## Your assignment
Work through the listing below, copying each line that carries the word "SnapshotCache".

------ Exercise input ------

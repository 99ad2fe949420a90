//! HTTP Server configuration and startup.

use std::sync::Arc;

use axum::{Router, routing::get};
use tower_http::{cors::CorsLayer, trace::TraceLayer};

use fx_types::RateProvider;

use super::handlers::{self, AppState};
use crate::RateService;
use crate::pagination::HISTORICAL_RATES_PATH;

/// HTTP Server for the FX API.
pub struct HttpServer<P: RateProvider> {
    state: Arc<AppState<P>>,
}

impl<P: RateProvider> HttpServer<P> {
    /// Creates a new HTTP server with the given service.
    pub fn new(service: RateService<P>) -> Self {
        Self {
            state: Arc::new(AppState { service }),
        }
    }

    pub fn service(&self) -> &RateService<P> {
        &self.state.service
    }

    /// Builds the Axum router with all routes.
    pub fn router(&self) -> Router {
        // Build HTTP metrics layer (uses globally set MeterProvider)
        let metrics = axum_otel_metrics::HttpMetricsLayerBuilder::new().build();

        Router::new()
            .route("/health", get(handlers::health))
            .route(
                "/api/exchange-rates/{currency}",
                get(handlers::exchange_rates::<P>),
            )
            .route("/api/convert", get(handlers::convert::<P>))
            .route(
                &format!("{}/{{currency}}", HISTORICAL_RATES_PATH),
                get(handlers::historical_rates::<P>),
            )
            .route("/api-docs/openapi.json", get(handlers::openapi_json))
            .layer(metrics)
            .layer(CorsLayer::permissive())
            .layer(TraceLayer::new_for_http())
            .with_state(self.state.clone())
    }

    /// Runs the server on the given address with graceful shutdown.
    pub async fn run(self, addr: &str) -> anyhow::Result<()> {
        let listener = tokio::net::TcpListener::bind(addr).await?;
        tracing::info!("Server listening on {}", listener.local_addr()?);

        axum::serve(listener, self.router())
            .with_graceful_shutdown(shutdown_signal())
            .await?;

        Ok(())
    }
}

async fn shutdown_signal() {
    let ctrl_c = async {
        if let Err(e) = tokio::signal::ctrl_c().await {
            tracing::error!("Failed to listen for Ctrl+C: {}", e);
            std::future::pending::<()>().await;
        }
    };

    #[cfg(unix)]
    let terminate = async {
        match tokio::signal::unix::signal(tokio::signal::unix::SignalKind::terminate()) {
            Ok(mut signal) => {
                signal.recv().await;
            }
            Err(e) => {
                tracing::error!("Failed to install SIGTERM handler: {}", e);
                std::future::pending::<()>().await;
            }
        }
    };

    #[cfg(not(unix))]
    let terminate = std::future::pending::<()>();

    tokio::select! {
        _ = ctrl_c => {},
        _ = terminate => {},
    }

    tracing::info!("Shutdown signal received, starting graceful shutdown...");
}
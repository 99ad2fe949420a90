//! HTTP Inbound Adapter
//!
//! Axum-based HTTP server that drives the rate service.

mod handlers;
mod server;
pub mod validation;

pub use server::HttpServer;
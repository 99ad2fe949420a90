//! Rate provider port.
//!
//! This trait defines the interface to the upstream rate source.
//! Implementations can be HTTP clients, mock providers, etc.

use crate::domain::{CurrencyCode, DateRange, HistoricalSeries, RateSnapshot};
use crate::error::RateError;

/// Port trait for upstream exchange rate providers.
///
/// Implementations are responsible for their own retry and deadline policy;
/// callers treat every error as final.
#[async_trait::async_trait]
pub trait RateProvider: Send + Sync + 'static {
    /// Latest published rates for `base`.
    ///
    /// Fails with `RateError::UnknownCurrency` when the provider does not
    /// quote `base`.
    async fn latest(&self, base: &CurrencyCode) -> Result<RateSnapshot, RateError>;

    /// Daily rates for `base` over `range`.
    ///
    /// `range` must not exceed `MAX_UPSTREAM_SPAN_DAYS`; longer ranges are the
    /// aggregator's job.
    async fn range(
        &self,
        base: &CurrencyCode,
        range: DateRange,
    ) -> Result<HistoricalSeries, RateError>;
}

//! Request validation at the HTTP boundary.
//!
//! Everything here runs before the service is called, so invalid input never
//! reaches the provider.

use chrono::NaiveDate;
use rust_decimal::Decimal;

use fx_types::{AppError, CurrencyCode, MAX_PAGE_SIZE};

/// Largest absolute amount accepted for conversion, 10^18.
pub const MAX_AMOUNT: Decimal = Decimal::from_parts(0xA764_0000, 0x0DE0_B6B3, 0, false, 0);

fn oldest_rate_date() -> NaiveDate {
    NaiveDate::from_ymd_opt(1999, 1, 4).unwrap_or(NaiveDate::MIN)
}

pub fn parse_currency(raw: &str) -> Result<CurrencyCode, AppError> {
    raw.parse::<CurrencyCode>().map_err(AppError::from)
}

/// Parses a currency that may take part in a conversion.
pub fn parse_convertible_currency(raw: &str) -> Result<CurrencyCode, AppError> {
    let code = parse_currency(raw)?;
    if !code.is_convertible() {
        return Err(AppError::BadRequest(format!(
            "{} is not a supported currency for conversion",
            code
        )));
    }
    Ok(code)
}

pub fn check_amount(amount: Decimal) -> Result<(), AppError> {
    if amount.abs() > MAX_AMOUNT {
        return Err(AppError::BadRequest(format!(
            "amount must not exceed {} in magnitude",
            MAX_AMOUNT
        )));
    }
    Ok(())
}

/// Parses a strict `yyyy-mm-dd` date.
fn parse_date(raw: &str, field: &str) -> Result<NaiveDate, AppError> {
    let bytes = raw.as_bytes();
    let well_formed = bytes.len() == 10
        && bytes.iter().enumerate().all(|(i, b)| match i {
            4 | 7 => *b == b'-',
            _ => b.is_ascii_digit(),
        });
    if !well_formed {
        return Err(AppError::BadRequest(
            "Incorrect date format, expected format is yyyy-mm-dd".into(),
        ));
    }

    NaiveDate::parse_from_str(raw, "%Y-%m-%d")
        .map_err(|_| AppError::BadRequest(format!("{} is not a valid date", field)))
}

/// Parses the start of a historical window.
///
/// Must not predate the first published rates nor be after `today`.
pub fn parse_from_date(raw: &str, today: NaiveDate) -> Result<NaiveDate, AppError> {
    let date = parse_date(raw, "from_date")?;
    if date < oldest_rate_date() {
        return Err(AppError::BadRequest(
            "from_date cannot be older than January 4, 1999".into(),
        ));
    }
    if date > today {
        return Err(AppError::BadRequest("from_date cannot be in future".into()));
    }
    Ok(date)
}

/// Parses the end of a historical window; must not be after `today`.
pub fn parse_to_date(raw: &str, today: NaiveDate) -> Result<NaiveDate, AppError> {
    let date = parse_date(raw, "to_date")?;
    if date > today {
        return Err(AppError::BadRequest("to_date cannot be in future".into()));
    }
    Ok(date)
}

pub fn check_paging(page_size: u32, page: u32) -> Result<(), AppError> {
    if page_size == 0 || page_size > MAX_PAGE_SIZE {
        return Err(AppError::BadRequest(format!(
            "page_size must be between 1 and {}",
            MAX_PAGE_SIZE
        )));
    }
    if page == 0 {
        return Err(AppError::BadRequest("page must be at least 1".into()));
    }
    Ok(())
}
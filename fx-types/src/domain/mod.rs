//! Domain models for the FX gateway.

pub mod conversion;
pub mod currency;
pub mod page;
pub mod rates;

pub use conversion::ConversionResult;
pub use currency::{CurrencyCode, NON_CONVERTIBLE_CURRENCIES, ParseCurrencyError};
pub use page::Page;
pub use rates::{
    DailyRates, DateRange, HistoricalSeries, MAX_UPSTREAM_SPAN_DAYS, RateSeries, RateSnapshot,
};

------
------ Exercise input ------

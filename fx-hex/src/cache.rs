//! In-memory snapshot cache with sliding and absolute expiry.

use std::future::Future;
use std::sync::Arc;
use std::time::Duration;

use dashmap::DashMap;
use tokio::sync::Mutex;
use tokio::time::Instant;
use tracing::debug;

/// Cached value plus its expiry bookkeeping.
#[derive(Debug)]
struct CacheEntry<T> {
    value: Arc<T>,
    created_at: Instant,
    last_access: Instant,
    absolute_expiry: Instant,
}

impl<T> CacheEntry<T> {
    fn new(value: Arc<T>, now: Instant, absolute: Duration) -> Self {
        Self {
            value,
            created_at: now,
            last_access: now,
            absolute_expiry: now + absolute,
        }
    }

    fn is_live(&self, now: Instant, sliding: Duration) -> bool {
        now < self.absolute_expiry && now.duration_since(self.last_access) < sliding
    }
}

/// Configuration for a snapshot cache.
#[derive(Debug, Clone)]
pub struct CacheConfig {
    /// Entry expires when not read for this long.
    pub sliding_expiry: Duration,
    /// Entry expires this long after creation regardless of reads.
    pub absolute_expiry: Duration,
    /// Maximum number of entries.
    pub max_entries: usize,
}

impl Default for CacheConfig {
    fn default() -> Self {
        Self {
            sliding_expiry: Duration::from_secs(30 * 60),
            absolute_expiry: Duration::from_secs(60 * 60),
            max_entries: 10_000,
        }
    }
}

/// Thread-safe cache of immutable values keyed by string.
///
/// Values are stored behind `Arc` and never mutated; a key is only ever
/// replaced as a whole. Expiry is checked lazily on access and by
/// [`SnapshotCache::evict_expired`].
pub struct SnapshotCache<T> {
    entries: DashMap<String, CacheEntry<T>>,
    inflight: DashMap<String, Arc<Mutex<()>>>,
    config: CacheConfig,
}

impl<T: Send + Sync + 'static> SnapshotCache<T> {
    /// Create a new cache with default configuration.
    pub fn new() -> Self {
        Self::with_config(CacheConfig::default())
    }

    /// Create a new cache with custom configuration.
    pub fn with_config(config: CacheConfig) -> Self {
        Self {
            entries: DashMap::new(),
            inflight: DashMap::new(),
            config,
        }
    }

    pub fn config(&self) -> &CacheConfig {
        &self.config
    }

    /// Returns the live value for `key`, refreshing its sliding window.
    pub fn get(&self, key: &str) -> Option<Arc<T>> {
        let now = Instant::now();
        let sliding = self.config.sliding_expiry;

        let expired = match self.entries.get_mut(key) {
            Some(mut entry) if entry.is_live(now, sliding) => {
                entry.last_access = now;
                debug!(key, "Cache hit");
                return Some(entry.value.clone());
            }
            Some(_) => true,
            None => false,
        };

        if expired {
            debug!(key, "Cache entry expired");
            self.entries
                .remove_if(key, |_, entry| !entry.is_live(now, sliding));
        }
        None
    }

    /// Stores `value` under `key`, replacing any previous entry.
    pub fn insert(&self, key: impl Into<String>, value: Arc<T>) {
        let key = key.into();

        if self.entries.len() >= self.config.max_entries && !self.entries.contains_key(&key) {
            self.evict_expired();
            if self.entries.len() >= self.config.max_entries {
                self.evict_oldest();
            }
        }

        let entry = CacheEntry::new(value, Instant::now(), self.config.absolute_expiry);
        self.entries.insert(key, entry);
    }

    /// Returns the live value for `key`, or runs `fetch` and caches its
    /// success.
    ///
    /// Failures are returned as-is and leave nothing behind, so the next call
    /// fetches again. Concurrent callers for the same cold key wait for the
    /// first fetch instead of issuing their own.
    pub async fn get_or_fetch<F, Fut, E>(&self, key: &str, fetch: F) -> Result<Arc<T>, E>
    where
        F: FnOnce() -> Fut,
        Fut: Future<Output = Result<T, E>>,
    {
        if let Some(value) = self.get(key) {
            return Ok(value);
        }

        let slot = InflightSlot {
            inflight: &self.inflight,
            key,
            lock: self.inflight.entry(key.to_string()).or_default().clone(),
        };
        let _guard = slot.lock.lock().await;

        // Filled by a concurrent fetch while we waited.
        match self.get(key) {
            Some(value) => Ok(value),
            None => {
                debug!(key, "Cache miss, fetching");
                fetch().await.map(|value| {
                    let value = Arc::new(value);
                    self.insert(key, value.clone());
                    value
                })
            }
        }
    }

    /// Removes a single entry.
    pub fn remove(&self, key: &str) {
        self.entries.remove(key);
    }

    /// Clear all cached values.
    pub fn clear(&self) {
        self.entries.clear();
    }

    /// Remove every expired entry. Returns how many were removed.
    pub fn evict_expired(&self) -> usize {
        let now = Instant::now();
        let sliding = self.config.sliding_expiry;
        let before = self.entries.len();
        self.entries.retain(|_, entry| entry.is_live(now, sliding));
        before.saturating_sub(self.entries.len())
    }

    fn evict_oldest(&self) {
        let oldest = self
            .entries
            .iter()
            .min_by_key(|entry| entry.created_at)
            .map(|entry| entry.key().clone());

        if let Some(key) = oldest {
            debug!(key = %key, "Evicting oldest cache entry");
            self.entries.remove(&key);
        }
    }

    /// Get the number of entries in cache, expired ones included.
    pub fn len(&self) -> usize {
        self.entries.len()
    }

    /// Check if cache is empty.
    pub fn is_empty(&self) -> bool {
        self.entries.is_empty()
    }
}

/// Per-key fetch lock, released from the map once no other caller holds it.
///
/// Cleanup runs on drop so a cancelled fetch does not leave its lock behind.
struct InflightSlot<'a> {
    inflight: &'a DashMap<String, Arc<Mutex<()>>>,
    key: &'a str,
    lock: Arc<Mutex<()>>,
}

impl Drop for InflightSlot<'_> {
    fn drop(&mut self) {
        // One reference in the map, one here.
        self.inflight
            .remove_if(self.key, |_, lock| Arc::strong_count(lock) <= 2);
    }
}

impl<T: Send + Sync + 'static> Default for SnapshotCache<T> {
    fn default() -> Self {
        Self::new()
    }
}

------

## Result of the exercise
/// [`SnapshotCache::evict_expired`].
pub struct SnapshotCache<T> {
impl<T: Send + Sync + 'static> SnapshotCache<T> {
impl<T: Send + Sync + 'static> Default for SnapshotCache<T> {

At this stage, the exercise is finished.